%%

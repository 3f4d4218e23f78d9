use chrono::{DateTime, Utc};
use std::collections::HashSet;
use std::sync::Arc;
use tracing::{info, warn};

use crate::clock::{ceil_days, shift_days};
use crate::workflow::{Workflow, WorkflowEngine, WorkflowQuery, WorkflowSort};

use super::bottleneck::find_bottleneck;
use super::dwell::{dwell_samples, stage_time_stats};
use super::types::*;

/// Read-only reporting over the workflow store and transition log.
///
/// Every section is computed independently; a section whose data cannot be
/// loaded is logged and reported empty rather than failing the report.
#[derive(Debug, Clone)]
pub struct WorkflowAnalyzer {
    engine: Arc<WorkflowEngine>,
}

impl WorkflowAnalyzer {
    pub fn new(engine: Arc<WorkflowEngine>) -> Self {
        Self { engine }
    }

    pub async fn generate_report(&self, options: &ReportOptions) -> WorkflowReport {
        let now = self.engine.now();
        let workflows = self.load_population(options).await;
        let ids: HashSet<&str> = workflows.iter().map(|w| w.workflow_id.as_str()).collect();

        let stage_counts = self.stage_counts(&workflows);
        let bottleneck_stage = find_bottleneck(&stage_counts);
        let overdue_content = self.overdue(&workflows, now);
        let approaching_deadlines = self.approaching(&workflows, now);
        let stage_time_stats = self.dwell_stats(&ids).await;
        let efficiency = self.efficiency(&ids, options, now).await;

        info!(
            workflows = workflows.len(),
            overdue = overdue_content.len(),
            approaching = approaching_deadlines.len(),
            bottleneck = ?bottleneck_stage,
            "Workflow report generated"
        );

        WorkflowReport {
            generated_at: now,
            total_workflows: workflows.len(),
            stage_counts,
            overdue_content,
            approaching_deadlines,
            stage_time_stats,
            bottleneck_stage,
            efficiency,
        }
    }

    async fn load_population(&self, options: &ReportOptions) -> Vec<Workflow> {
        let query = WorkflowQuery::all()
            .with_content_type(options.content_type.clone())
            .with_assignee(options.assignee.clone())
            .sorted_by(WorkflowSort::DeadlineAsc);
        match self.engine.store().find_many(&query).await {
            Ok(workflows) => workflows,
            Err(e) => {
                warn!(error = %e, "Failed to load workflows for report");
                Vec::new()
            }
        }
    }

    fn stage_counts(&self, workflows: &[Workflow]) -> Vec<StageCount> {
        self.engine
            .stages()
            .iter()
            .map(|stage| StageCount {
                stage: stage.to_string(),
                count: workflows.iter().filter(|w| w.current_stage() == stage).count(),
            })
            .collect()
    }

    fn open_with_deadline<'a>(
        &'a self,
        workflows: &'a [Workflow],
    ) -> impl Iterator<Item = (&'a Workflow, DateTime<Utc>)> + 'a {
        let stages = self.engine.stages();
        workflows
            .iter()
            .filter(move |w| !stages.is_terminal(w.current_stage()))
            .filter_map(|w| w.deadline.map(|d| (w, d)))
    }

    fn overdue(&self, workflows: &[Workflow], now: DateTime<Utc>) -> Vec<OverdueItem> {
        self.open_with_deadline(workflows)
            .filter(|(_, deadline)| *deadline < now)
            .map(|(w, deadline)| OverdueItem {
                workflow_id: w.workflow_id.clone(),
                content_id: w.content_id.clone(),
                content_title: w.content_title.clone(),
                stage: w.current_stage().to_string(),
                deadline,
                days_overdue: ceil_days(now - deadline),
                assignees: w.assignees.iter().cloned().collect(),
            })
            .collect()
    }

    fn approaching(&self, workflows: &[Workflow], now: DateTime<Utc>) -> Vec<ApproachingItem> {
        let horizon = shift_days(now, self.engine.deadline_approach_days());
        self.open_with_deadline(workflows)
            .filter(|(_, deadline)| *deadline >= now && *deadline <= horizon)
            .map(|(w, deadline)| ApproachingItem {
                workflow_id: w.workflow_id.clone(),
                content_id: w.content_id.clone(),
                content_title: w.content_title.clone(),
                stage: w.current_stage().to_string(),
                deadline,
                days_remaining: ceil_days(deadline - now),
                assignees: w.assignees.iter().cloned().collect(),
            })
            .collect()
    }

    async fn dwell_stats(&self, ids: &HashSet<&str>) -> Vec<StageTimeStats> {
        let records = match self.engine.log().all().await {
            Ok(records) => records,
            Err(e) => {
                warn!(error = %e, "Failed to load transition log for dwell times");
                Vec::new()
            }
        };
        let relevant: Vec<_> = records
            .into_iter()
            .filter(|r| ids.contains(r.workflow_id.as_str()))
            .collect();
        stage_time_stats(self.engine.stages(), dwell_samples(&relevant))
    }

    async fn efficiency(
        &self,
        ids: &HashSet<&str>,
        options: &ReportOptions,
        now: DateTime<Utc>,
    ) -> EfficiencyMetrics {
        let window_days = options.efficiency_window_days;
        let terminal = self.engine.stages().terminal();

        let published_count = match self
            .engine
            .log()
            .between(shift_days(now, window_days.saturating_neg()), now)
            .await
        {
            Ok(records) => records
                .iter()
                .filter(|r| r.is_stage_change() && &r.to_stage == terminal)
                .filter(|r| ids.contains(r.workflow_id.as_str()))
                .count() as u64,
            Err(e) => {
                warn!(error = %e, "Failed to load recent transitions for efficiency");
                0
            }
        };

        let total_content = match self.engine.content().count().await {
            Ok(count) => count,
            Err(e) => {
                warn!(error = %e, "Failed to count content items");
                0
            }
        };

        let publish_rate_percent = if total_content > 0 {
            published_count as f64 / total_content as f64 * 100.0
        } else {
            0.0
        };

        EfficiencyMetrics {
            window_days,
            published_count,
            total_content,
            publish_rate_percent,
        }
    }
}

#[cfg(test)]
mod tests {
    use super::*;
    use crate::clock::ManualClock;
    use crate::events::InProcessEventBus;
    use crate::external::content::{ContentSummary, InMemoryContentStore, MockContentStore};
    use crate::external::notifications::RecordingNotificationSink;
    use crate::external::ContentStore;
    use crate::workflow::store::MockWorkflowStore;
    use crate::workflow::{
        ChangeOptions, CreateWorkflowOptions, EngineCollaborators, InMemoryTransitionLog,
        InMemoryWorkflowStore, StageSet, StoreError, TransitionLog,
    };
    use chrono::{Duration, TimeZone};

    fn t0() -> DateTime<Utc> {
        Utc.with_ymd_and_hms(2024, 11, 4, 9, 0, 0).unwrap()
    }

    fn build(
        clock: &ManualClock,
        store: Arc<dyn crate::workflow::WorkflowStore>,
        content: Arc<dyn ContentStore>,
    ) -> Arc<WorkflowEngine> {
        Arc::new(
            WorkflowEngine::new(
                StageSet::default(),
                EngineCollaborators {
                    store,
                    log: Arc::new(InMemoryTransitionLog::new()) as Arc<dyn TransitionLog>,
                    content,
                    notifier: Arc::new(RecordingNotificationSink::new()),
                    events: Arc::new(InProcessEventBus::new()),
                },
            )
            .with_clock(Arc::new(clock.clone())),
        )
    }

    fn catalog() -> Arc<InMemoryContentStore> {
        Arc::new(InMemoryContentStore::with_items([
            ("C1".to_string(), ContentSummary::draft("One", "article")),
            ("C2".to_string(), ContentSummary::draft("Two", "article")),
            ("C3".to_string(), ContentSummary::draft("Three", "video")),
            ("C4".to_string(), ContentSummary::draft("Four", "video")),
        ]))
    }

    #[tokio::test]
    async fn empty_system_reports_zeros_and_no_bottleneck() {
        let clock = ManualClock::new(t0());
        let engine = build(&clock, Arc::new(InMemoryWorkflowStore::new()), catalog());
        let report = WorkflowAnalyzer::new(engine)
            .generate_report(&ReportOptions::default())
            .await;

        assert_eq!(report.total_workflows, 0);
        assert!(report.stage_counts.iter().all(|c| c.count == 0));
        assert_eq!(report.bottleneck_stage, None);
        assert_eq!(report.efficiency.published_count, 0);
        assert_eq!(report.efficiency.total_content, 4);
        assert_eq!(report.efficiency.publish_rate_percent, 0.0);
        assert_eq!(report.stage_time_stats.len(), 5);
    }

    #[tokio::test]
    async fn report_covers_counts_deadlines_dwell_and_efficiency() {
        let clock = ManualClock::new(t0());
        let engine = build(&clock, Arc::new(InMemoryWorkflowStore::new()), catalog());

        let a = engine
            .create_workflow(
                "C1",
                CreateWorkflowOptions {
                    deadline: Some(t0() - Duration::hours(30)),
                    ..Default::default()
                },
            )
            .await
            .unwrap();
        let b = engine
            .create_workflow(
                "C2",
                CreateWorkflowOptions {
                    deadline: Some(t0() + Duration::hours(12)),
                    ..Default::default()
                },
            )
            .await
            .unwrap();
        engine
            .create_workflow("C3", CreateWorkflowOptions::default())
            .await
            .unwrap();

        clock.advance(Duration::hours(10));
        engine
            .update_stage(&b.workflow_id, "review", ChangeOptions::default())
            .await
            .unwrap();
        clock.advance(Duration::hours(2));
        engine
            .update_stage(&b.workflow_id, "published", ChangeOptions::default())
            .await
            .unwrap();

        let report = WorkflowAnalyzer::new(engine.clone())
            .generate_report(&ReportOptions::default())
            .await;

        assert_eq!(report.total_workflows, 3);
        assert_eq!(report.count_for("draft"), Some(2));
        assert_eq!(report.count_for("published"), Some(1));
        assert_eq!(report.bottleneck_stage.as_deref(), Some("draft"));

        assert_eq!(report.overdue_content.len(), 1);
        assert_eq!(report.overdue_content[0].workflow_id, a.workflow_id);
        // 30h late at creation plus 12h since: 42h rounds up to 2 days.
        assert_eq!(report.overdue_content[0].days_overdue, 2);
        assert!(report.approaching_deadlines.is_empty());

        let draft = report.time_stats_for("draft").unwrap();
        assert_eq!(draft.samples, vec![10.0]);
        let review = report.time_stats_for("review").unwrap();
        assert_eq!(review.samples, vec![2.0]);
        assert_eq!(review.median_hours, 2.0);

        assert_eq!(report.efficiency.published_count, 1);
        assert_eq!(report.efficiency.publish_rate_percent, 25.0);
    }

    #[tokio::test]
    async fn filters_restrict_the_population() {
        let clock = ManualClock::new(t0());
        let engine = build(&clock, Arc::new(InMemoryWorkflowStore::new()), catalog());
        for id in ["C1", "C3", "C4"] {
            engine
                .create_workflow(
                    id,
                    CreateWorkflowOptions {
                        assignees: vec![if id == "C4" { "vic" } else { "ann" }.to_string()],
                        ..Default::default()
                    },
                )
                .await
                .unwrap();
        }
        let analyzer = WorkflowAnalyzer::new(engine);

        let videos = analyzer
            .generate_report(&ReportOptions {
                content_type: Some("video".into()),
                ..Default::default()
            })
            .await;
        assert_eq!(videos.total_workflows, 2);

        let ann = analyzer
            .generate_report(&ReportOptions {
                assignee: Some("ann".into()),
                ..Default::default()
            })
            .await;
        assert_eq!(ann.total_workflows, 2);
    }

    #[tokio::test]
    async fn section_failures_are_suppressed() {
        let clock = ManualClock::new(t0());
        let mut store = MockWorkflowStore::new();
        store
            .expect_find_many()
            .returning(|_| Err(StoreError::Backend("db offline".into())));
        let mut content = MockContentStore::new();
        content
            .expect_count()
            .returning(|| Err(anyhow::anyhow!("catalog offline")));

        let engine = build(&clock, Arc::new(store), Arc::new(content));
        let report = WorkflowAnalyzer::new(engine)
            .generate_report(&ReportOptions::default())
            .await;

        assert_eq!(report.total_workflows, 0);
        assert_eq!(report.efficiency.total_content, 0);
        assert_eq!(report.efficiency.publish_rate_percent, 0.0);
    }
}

%%

> [EXERCISE INSTRUCTIONS] With the line that has "let records = match" as the first and the line that has "use crate::clock::ManualClock;" as the last, repeat exactly that run of lines above and no more.

> [ANSWER TO THIS PROBLEM]
        let records = match self.engine.log().all().await {
            Ok(records) => records,
            Err(e) => {
                warn!(error = %e, "Failed to load transition log for dwell times");
                Vec::new()
            }
        };
        let relevant: Vec<_> = records
            .into_iter()
            .filter(|r| ids.contains(r.workflow_id.as_str()))
            .collect();
        stage_time_stats(self.engine.stages(), dwell_samples(&relevant))
    }

    async fn efficiency(
        &self,
        ids: &HashSet<&str>,
        options: &ReportOptions,
        now: DateTime<Utc>,
    ) -> EfficiencyMetrics {
        let window_days = options.efficiency_window_days;
        let terminal = self.engine.stages().terminal();

        let published_count = match self
            .engine
            .log()
            .between(shift_days(now, window_days.saturating_neg()), now)
            .await
        {
            Ok(records) => records
                .iter()
                .filter(|r| r.is_stage_change() && &r.to_stage == terminal)
                .filter(|r| ids.contains(r.workflow_id.as_str()))
                .count() as u64,
            Err(e) => {
                warn!(error = %e, "Failed to load recent transitions for efficiency");
                0
            }
        };

        let total_content = match self.engine.content().count().await {
            Ok(count) => count,
            Err(e) => {
                warn!(error = %e, "Failed to count content items");
                0
            }
        };

        let publish_rate_percent = if total_content > 0 {
            published_count as f64 / total_content as f64 * 100.0
        } else {
            0.0
        };

        EfficiencyMetrics {
            window_days,
            published_count,
            total_content,
            publish_rate_percent,
        }
    }
}

#[cfg(test)]
mod tests {
    use super::*;
    use crate::clock::ManualClock;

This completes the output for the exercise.